[Exercise material — start]
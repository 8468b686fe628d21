//! # Navigation State Store
//!
//! The single holder of the current [`RouteState`]. It sits between a
//! [`Location`] and whoever renders pages.
//!
//! ```text
//!  location change ──► on_external_change() ──┐
//!                                             ├──► apply() ──► observers
//!  navigate(page, params) ──► location write ─┘
//! ```
//!
//! `navigate` writes the location *and* applies the new state right away,
//! so callers see it as soon as the call returns. The location then
//! reports the change a second time through `on_external_change`. That
//! second apply decodes to an equal state and does nothing: observers run
//! once per distinct state, never twice for one navigation.
//!
//! The store is an ordinary value. Construct one per window (or per test)
//! and hand it to whatever composes the UI.

use log::{debug, info};

use crate::core::codec;
use crate::core::facade::Navigator;
use crate::core::location::Location;
use crate::core::page::Page;
use crate::core::route::{Params, RouteState};

/// Handle returned by [`NavigationStore::subscribe`].
#[derive(Debug, Clone, Copy, PartialEq, Eq, Hash)]
pub struct SubscriptionId(u64);

type Observer = Box<dyn FnMut(&RouteState)>;

pub struct NavigationStore<L: Location> {
    location: L,
    current: RouteState,
    observers: Vec<(SubscriptionId, Observer)>,
    next_subscription: u64,
}

impl<L: Location> NavigationStore<L> {
    /// Creates the store and decodes the location's current fragment.
    pub fn new(location: L) -> Self {
        let mut store = Self {
            location,
            current: RouteState::home(),
            observers: Vec::new(),
            next_subscription: 0,
        };
        store.initialize();
        store
    }

    /// Decode the current location into route state. Leaves the location
    /// untouched and notifies nobody.
    pub fn initialize(&mut self) {
        let fragment = self.location.fragment();
        self.current = codec::from_href(&fragment);
        info!("Navigation initialized at {:?} (page {})", fragment, self.current.page);
    }

    /// The location changed underneath us (back/forward, typed address).
    /// Returns whether the route state changed.
    pub fn on_external_change(&mut self) -> bool {
        let route = codec::from_href(&self.location.fragment());
        self.apply(route)
    }

    /// Navigate to `page` with `params`. For `product-detail` the `id`
    /// param ends up in the path, not the query.
    pub fn navigate(&mut self, page: Page, params: Params) {
        self.navigate_to(RouteState::new(page, params));
    }

    pub fn navigate_to(&mut self, route: RouteState) {
        // Apply the form the location will report back, so the echo matches.
        let route = codec::canonicalize(&route);
        let href = codec::href(&route);
        info!("Navigating to {}", href);
        self.location.set_fragment(&href);
        self.apply(route);
    }

    /// Typed entry points over [`navigate`](Self::navigate).
    pub fn navigator(&mut self) -> Navigator<'_, L> {
        Navigator::new(self)
    }

    pub fn current(&self) -> &RouteState {
        &self.current
    }

    /// The current state as an address-bar location.
    pub fn href(&self) -> String {
        codec::href(&self.current)
    }

    pub fn location(&self) -> &L {
        &self.location
    }

    /// Direct access to the location, e.g. to step through history. Call
    /// [`on_external_change`](Self::on_external_change) afterwards.
    pub fn location_mut(&mut self) -> &mut L {
        &mut self.location
    }

    /// Register an observer. It runs after every distinct state change,
    /// in subscription order.
    pub fn subscribe(&mut self, observer: impl FnMut(&RouteState) + 'static) -> SubscriptionId {
        let id = SubscriptionId(self.next_subscription);
        self.next_subscription += 1;
        self.observers.push((id, Box::new(observer)));
        debug!("Observer {:?} subscribed ({} active)", id, self.observers.len());
        id
    }

    /// Returns `false` if the id was not subscribed.
    pub fn unsubscribe(&mut self, id: SubscriptionId) -> bool {
        let before = self.observers.len();
        self.observers.retain(|(observer_id, _)| *observer_id != id);
        self.observers.len() != before
    }

    pub fn observer_count(&self) -> usize {
        self.observers.len()
    }

    fn apply(&mut self, route: RouteState) -> bool {
        if route == self.current {
            debug!("Route unchanged ({}), skipping notify", route.page);
            return false;
        }
        self.current = route;
        for (_, observer) in self.observers.iter_mut() {
            observer(&self.current);
        }
        true
    }
}

#[cfg(test)]
mod tests {
    use super::*;
    use crate::core::location::MemoryHistory;
    use crate::test_support::{recording_observer, test_store};

    #[test]
    fn test_new_decodes_initial_location() {
        let store = test_store("#products?category=NEET");
        assert_eq!(store.current().page, Page::Products);
        assert_eq!(store.current().param("category"), Some("NEET"));
        assert_eq!(store.location().pending_changes(), 0);
    }

    #[test]
    fn test_navigate_updates_state_and_location_synchronously() {
        let mut store = test_store("");
        store.navigate(Page::Cart, Params::new());
        assert_eq!(store.current(), &RouteState::page(Page::Cart));
        assert_eq!(store.location().fragment(), "#cart");
        assert_eq!(store.href(), "#cart");
    }

    #[test]
    fn test_navigate_routes_product_id_into_path() {
        let mut store = test_store("");
        let mut params = Params::new();
        params.insert("id".to_string(), "42".to_string());
        store.navigate(Page::ProductDetail, params);
        assert_eq!(store.location().fragment(), "#products/42");
        assert_eq!(store.current().param("id"), Some("42"));
    }

    #[test]
    fn test_duplicate_notification_does_not_renotify() {
        let mut store = test_store("");
        let (log, observer) = recording_observer();
        store.subscribe(observer);

        store.navigate(Page::Wishlist, Params::new());
        assert_eq!(log.borrow().len(), 1);

        // The location's own change event arrives afterwards.
        assert!(store.location_mut().take_change());
        assert!(!store.on_external_change());
        assert_eq!(log.borrow().len(), 1);
        assert_eq!(store.current().page, Page::Wishlist);
    }

    #[test]
    fn test_external_change_is_idempotent() {
        let mut store = test_store("#cart");
        store.location_mut().set_fragment("#search?q=physics");
        assert!(store.on_external_change());
        let first = store.current().clone();
        assert!(!store.on_external_change());
        assert_eq!(store.current(), &first);
    }

    #[test]
    fn test_back_navigation_restores_previous_route() {
        let mut store = test_store("#products?category=NEET");
        store.navigator().go_to_cart();
        assert_eq!(store.location().fragment(), "#cart");

        assert!(store.location_mut().back());
        assert!(store.on_external_change());
        assert_eq!(store.current().page, Page::Products);
        assert_eq!(store.current().param("category"), Some("NEET"));
    }

    #[test]
    fn test_observers_run_in_subscription_order() {
        use std::cell::RefCell;
        use std::rc::Rc;

        let order = Rc::new(RefCell::new(Vec::new()));
        let mut store = test_store("");
        for name in ["first", "second"] {
            let order = Rc::clone(&order);
            store.subscribe(move |_| order.borrow_mut().push(name));
        }
        store.navigate(Page::About, Params::new());
        assert_eq!(*order.borrow(), vec!["first", "second"]);
    }

    #[test]
    fn test_observer_sees_new_state() {
        let mut store = test_store("");
        let (log, observer) = recording_observer();
        store.subscribe(observer);
        store.navigate(Page::Contact, Params::new());
        assert_eq!(log.borrow()[0].page, Page::Contact);
    }

    #[test]
    fn test_unsubscribe_stops_delivery() {
        let mut store = test_store("");
        let (log, observer) = recording_observer();
        let id = store.subscribe(observer);
        assert!(store.unsubscribe(id));
        assert!(!store.unsubscribe(id));
        assert_eq!(store.observer_count(), 0);

        store.navigate(Page::Account, Params::new());
        assert!(log.borrow().is_empty());
    }

    #[test]
    fn test_initialize_does_not_notify() {
        let mut store = NavigationStore::new(MemoryHistory::new("#cart"));
        let (log, observer) = recording_observer();
        store.subscribe(observer);
        store.initialize();
        assert!(log.borrow().is_empty());
    }

    #[test]
    fn test_navigate_canonicalizes_incomplete_product_route() {
        let mut store = test_store("");
        store.navigate(Page::ProductDetail, Params::new());
        assert_eq!(store.current().page, Page::Unknown("product-detail".to_string()));
        store.location_mut().take_change();
        assert!(!store.on_external_change());
    }
}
[Exercise material — finish]
Set out the entries once more, word for word.

repository 8468b686fe628d21
//! # Navigation State Store
//!
//! The single holder of the current [`RouteState`]. It sits between a
//! [`Location`] and whoever renders pages.
//!
//! ```text
//!  location change ──► on_external_change() ──┐
//!                                             ├──► apply() ──► observers
//!  navigate(page, params) ──► location write ─┘
//! ```
//!
//! `navigate` writes the location *and* applies the new state right away,
//! so callers see it as soon as the call returns. The location then
//! reports the change a second time through `on_external_change`. That
//! second apply decodes to an equal state and does nothing: observers run
//! once per distinct state, never twice for one navigation.
//!
//! The store is an ordinary value. Construct one per window (or per test)
//! and hand it to whatever composes the UI.

use log::{debug, info};

use crate::core::codec;
use crate::core::facade::Navigator;
use crate::core::location::Location;
use crate::core::page::Page;
use crate::core::route::{Params, RouteState};

/// Handle returned by [`NavigationStore::subscribe`].
#[derive(Debug, Clone, Copy, PartialEq, Eq, Hash)]
pub struct SubscriptionId(u64);

type Observer = Box<dyn FnMut(&RouteState)>;

pub struct NavigationStore<L: Location> {
    location: L,
    current: RouteState,
    observers: Vec<(SubscriptionId, Observer)>,
    next_subscription: u64,
}

impl<L: Location> NavigationStore<L> {
    /// Creates the store and decodes the location's current fragment.
    pub fn new(location: L) -> Self {
        let mut store = Self {
            location,
            current: RouteState::home(),
            observers: Vec::new(),
            next_subscription: 0,
        };
        store.initialize();
        store
    }

    /// Decode the current location into route state. Leaves the location
    /// untouched and notifies nobody.
    pub fn initialize(&mut self) {
        let fragment = self.location.fragment();
        self.current = codec::from_href(&fragment);
        info!("Navigation initialized at {:?} (page {})", fragment, self.current.page);
    }

    /// The location changed underneath us (back/forward, typed address).
    /// Returns whether the route state changed.
    pub fn on_external_change(&mut self) -> bool {
        let route = codec::from_href(&self.location.fragment());
        self.apply(route)
    }

    /// Navigate to `page` with `params`. For `product-detail` the `id`
    /// param ends up in the path, not the query.
    pub fn navigate(&mut self, page: Page, params: Params) {
        self.navigate_to(RouteState::new(page, params));
    }

    pub fn navigate_to(&mut self, route: RouteState) {
        // Apply the form the location will report back, so the echo matches.
        let route = codec::canonicalize(&route);
        let href = codec::href(&route);
        info!("Navigating to {}", href);
        self.location.set_fragment(&href);
        self.apply(route);
    }

    /// Typed entry points over [`navigate`](Self::navigate).
    pub fn navigator(&mut self) -> Navigator<'_, L> {
        Navigator::new(self)
    }

    pub fn current(&self) -> &RouteState {
        &self.current
    }

    /// The current state as an address-bar location.
    pub fn href(&self) -> String {
        codec::href(&self.current)
    }

    pub fn location(&self) -> &L {
        &self.location
    }

    /// Direct access to the location, e.g. to step through history. Call
    /// [`on_external_change`](Self::on_external_change) afterwards.
    pub fn location_mut(&mut self) -> &mut L {
        &mut self.location
    }

    /// Register an observer. It runs after every distinct state change,
    /// in subscription order.
    pub fn subscribe(&mut self, observer: impl FnMut(&RouteState) + 'static) -> SubscriptionId {
        let id = SubscriptionId(self.next_subscription);
        self.next_subscription += 1;
        self.observers.push((id, Box::new(observer)));
        debug!("Observer {:?} subscribed ({} active)", id, self.observers.len());
        id
    }

    /// Returns `false` if the id was not subscribed.
    pub fn unsubscribe(&mut self, id: SubscriptionId) -> bool {
        let before = self.observers.len();
        self.observers.retain(|(observer_id, _)| *observer_id != id);
        self.observers.len() != before
    }

    pub fn observer_count(&self) -> usize {
        self.observers.len()
    }

    fn apply(&mut self, route: RouteState) -> bool {
        if route == self.current {
            debug!("Route unchanged ({}), skipping notify", route.page);
            return false;
        }
        self.current = route;
        for (_, observer) in self.observers.iter_mut() {
            observer(&self.current);
        }
        true
    }
}

#[cfg(test)]
mod tests {
    use super::*;
    use crate::core::location::MemoryHistory;
    use crate::test_support::{recording_observer, test_store};

    #[test]
    fn test_new_decodes_initial_location() {
        let store = test_store("#products?category=NEET");
        assert_eq!(store.current().page, Page::Products);
        assert_eq!(store.current().param("category"), Some("NEET"));
        assert_eq!(store.location().pending_changes(), 0);
    }

    #[test]
    fn test_navigate_updates_state_and_location_synchronously() {
        let mut store = test_store("");
        store.navigate(Page::Cart, Params::new());
        assert_eq!(store.current(), &RouteState::page(Page::Cart));
        assert_eq!(store.location().fragment(), "#cart");
        assert_eq!(store.href(), "#cart");
    }

    #[test]
    fn test_navigate_routes_product_id_into_path() {
        let mut store = test_store("");
        let mut params = Params::new();
        params.insert("id".to_string(), "42".to_string());
        store.navigate(Page::ProductDetail, params);
        assert_eq!(store.location().fragment(), "#products/42");
        assert_eq!(store.current().param("id"), Some("42"));
    }

    #[test]
    fn test_duplicate_notification_does_not_renotify() {
        let mut store = test_store("");
        let (log, observer) = recording_observer();
        store.subscribe(observer);

        store.navigate(Page::Wishlist, Params::new());
        assert_eq!(log.borrow().len(), 1);

        // The location's own change event arrives afterwards.
        assert!(store.location_mut().take_change());
        assert!(!store.on_external_change());
        assert_eq!(log.borrow().len(), 1);
        assert_eq!(store.current().page, Page::Wishlist);
    }

    #[test]
    fn test_external_change_is_idempotent() {
        let mut store = test_store("#cart");
        store.location_mut().set_fragment("#search?q=physics");
        assert!(store.on_external_change());
        let first = store.current().clone();
        assert!(!store.on_external_change());
        assert_eq!(store.current(), &first);
    }

    #[test]
    fn test_back_navigation_restores_previous_route() {
        let mut store = test_store("#products?category=NEET");
        store.navigator().go_to_cart();
        assert_eq!(store.location().fragment(), "#cart");

        assert!(store.location_mut().back());
        assert!(store.on_external_change());
        assert_eq!(store.current().page, Page::Products);
        assert_eq!(store.current().param("category"), Some("NEET"));
    }

    #[test]
    fn test_observers_run_in_subscription_order() {
        use std::cell::RefCell;
        use std::rc::Rc;

        let order = Rc::new(RefCell::new(Vec::new()));
        let mut store = test_store("");
        for name in ["first", "second"] {
            let order = Rc::clone(&order);
            store.subscribe(move |_| order.borrow_mut().push(name));
        }
        store.navigate(Page::About, Params::new());
        assert_eq!(*order.borrow(), vec!["first", "second"]);
    }

    #[test]
    fn test_observer_sees_new_state() {
        let mut store = test_store("");
        let (log, observer) = recording_observer();
        store.subscribe(observer);
        store.navigate(Page::Contact, Params::new());
        assert_eq!(log.borrow()[0].page, Page::Contact);
    }

    #[test]
    fn test_unsubscribe_stops_delivery() {
        let mut store = test_store("");
        let (log, observer) = recording_observer();
        let id = store.subscribe(observer);
        assert!(store.unsubscribe(id));
        assert!(!store.unsubscribe(id));
        assert_eq!(store.observer_count(), 0);

        store.navigate(Page::Account, Params::new());
        assert!(log.borrow().is_empty());
    }

    #[test]
    fn test_initialize_does_not_notify() {
        let mut store = NavigationStore::new(MemoryHistory::new("#cart"));
        let (log, observer) = recording_observer();
        store.subscribe(observer);
        store.initialize();
        assert!(log.borrow().is_empty());
    }

    #[test]
    fn test_navigate_canonicalizes_incomplete_product_route() {
        let mut store = test_store("");
        store.navigate(Page::ProductDetail, Params::new());
        assert_eq!(store.current().page, Page::Unknown("product-detail".to_string()));
        store.location_mut().take_change();
        assert!(!store.on_external_change());
    }
}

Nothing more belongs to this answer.